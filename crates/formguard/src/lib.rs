//! formguard
//!
//! Server-side form validation: binds a named form to per-field validators,
//! checks submissions against a session-backed CSRF token and a honeypot
//! field, and collects one human-readable error per field.
//!
//! Session state lives behind the [`store::KeyValueStore`] capability.
//! [`session`] bridges it to `tower-sessions`.

pub mod config;
pub mod error;
pub mod form;
pub mod session;
pub mod store;

pub use config::FormConfig;
pub use error::{StoreError, StoreResult};
pub use form::{FieldValue, FormValidator, Validation, Validator, ValidatorKind};
pub use store::{InMemoryStore, KeyValueStore, SessionKey};
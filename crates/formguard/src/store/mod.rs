//! Session-scoped key-value storage used by forms.
//!
//! Forms never touch ambient session state directly. Everything that has to
//! outlive a single request (the issued CSRF token, the "just completed" flag
//! and its message) goes through a [`KeyValueStore`], addressed by a
//! [`SessionKey`] that is scoped to the form's identity.

mod memory;

use std::fmt;
use std::sync::Arc;

use crate::error::StoreResult;

pub use memory::InMemoryStore;

/// A session entry owned by one form identity.
#[derive(Debug, Clone, PartialEq, Eq, Hash)]
pub enum SessionKey {
    /// The CSRF token most recently issued for the form.
    CsrfToken(String),

    /// One-shot "form was submitted" flag.
    Submitted(String),

    /// One-shot message shown after a completed submission.
    SubmittedMessage(String),
}

impl SessionKey {
    /// The form identity this key belongs to.
    pub fn form(&self) -> &str {
        match self {
            Self::CsrfToken(form) | Self::Submitted(form) | Self::SubmittedMessage(form) => form,
        }
    }
}

impl fmt::Display for SessionKey {
    fn fmt(&self, f: &mut fmt::Formatter<'_>) -> fmt::Result {
        match self {
            Self::CsrfToken(form) => write!(f, "CsrfToken[{form}]"),
            Self::Submitted(form) => write!(f, "{form}.submitted"),
            Self::SubmittedMessage(form) => write!(f, "{form}.submitted_message"),
        }
    }
}

/// External key-value store backing a user's session.
///
/// Implementations must isolate entries per session and persist them across
/// requests within that session. Methods take `&self`; stores use interior
/// mutability.
pub trait KeyValueStore {
    /// Read an entry without removing it.
    fn get(&self, key: &SessionKey) -> StoreResult<Option<String>>;

    /// Write an entry, replacing any previous value.
    fn set(&self, key: &SessionKey, value: String) -> StoreResult<()>;

    /// Read and delete an entry in one step.
    fn consume(&self, key: &SessionKey) -> StoreResult<Option<String>>;

    /// Delete an entry if present.
    fn remove(&self, key: &SessionKey) -> StoreResult<()> {
        self.consume(key).map(|_| ())
    }
}

impl<T: KeyValueStore + ?Sized> KeyValueStore for &T {
    fn get(&self, key: &SessionKey) -> StoreResult<Option<String>> {
        (**self).get(key)
    }

    fn set(&self, key: &SessionKey, value: String) -> StoreResult<()> {
        (**self).set(key, value)
    }

    fn consume(&self, key: &SessionKey) -> StoreResult<Option<String>> {
        (**self).consume(key)
    }

    fn remove(&self, key: &SessionKey) -> StoreResult<()> {
        (**self).remove(key)
    }
}

impl<T: KeyValueStore + ?Sized> KeyValueStore for Arc<T> {
    fn get(&self, key: &SessionKey) -> StoreResult<Option<String>> {
        (**self).get(key)
    }

    fn set(&self, key: &SessionKey, value: String) -> StoreResult<()> {
        (**self).set(key, value)
    }

    fn consume(&self, key: &SessionKey) -> StoreResult<Option<String>> {
        (**self).consume(key)
    }

    fn remove(&self, key: &SessionKey) -> StoreResult<()> {
        (**self).remove(key)
    }
}

#[cfg(test)]
mod tests {
    use super::*;

    #[test]
    fn test_session_key_layout() {
        assert_eq!(
            SessionKey::CsrfToken("contact".into()).to_string(),
            "CsrfToken[contact]"
        );
        assert_eq!(
            SessionKey::Submitted("contact".into()).to_string(),
            "contact.submitted"
        );
        assert_eq!(
            SessionKey::SubmittedMessage("contact".into()).to_string(),
            "contact.submitted_message"
        );
    }

    #[test]
    fn test_session_key_form() {
        assert_eq!(SessionKey::Submitted("signup".into()).form(), "signup");
    }
}
//! formguard test utilities.
//!
//! Stub validators, a submission builder, and tracing setup for integration
//! tests. Concrete validation rules are not part of formguard; these stubs
//! only exercise the validator contract.

use std::collections::HashMap;
use std::sync::Arc;
use std::sync::Once;
use std::sync::atomic::{AtomicUsize, Ordering};

use formguard::form::{CSRF_FIELD_SUFFIX, HONEYPOT_FIELD_SUFFIX};
use formguard::{FieldValue, FormValidator, KeyValueStore, Validation, Validator};
use tracing_subscriber::EnvFilter;

/// Install a test-friendly tracing subscriber once per test binary.
///
/// Honors `RUST_LOG`; defaults to `formguard=debug`.
pub fn init_tracing() {
    static INIT: Once = Once::new();
    INIT.call_once(|| {
        let filter =
            EnvFilter::try_from_default_env().unwrap_or_else(|_| EnvFilter::new("formguard=debug"));
        let _ = tracing_subscriber::fmt()
            .with_env_filter(filter)
            .with_test_writer()
            .try_init();
    });
}

/// Fails on missing, null, or blank values.
#[derive(Debug, Clone)]
pub struct Required {
    pub message: String,
}

impl Required {
    pub fn new(message: impl Into<String>) -> Self {
        Self {
            message: message.into(),
        }
    }
}

impl Default for Required {
    fn default() -> Self {
        Self::new("Value is required")
    }
}

impl Validator for Required {
    fn validate(&self, value: &FieldValue) -> Validation {
        let present = match value {
            FieldValue::Null => false,
            FieldValue::Text(s) => !s.trim().is_empty(),
            FieldValue::List(items) => !items.is_empty(),
        };

        if present {
            Validation::Valid
        } else {
            Validation::invalid(self.message.clone())
        }
    }
}

/// Fails unless the text contains an `@`.
#[derive(Debug, Clone, Default)]
pub struct HasAt;

impl Validator for HasAt {
    fn validate(&self, value: &FieldValue) -> Validation {
        match value.as_str() {
            Some(s) if s.contains('@') => Validation::Valid,
            _ => Validation::Invalid(vec![
                "Not an email address".to_string(),
                "Missing @".to_string(),
            ]),
        }
    }
}

/// Returns a fixed outcome and counts how often it ran.
#[derive(Debug, Clone)]
pub struct Scripted {
    outcome: Validation,
    calls: Arc<AtomicUsize>,
}

impl Scripted {
    /// Always passes.
    pub fn pass() -> Self {
        Self {
            outcome: Validation::Valid,
            calls: Arc::new(AtomicUsize::new(0)),
        }
    }

    /// Always fails with the given messages.
    pub fn fail<I, M>(messages: I) -> Self
    where
        I: IntoIterator<Item = M>,
        M: Into<String>,
    {
        Self {
            outcome: Validation::Invalid(messages.into_iter().map(Into::into).collect()),
            calls: Arc::new(AtomicUsize::new(0)),
        }
    }

    /// Shared call counter, readable after the validator moves into a form.
    pub fn calls(&self) -> Arc<AtomicUsize> {
        Arc::clone(&self.calls)
    }
}

impl Validator for Scripted {
    fn validate(&self, _value: &FieldValue) -> Validation {
        self.calls.fetch_add(1, Ordering::SeqCst);
        self.outcome.clone()
    }
}

/// Second scripted kind, so one field can carry two distinct stubs.
#[derive(Debug, Clone)]
pub struct ScriptedAlt(pub Scripted);

impl Validator for ScriptedAlt {
    fn validate(&self, value: &FieldValue) -> Validation {
        self.0.validate(value)
    }
}

/// Read a shared call counter.
pub fn call_count(calls: &Arc<AtomicUsize>) -> usize {
    calls.load(Ordering::SeqCst)
}

/// Builds a submission for a named form.
#[derive(Debug, Clone, Default)]
pub struct Submission {
    form: String,
    values: HashMap<String, FieldValue>,
}

impl Submission {
    /// Start an empty submission for `form`.
    pub fn new(form: impl Into<String>) -> Self {
        Self {
            form: form.into(),
            values: HashMap::new(),
        }
    }

    /// A submission carrying a freshly issued token and an empty honeypot,
    /// i.e. what a browser posts back from a correctly rendered form.
    pub fn rendered<S: KeyValueStore>(form: &FormValidator<S>) -> Self {
        let hidden = form
            .hidden_fields()
            .unwrap_or_else(|e| panic!("failed to issue CSRF token: {e}"));

        Self::new(form.name())
            .field(hidden.csrf_name, hidden.csrf_token)
            .field(hidden.honeypot_name, "")
    }

    /// Set the CSRF field.
    pub fn csrf(self, token: impl Into<FieldValue>) -> Self {
        let name = format!("{}{CSRF_FIELD_SUFFIX}", self.form);
        self.field(name, token)
    }

    /// Set the honeypot field.
    pub fn honeypot(self, value: impl Into<FieldValue>) -> Self {
        let name = format!("{}{HONEYPOT_FIELD_SUFFIX}", self.form);
        self.field(name, value)
    }

    /// Remove a field.
    pub fn without(mut self, name: &str) -> Self {
        self.values.remove(name);
        self
    }

    /// Set any field.
    pub fn field(mut self, name: impl Into<String>, value: impl Into<FieldValue>) -> Self {
        self.values.insert(name.into(), value.into());
        self
    }

    pub fn build(self) -> HashMap<String, FieldValue> {
        self.values
    }
}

- - -

• **TASK GOAL**
Which lines of the data contain the string "contact"? Copy each of them.

• **SOLVED EXERCISE**
            SessionKey::CsrfToken("contact".into()).to_string(),
            "CsrfToken[contact]"
            SessionKey::Submitted("contact".into()).to_string(),
            "contact.submitted"
            SessionKey::SubmittedMessage("contact".into()).to_string(),
            "contact.submitted_message"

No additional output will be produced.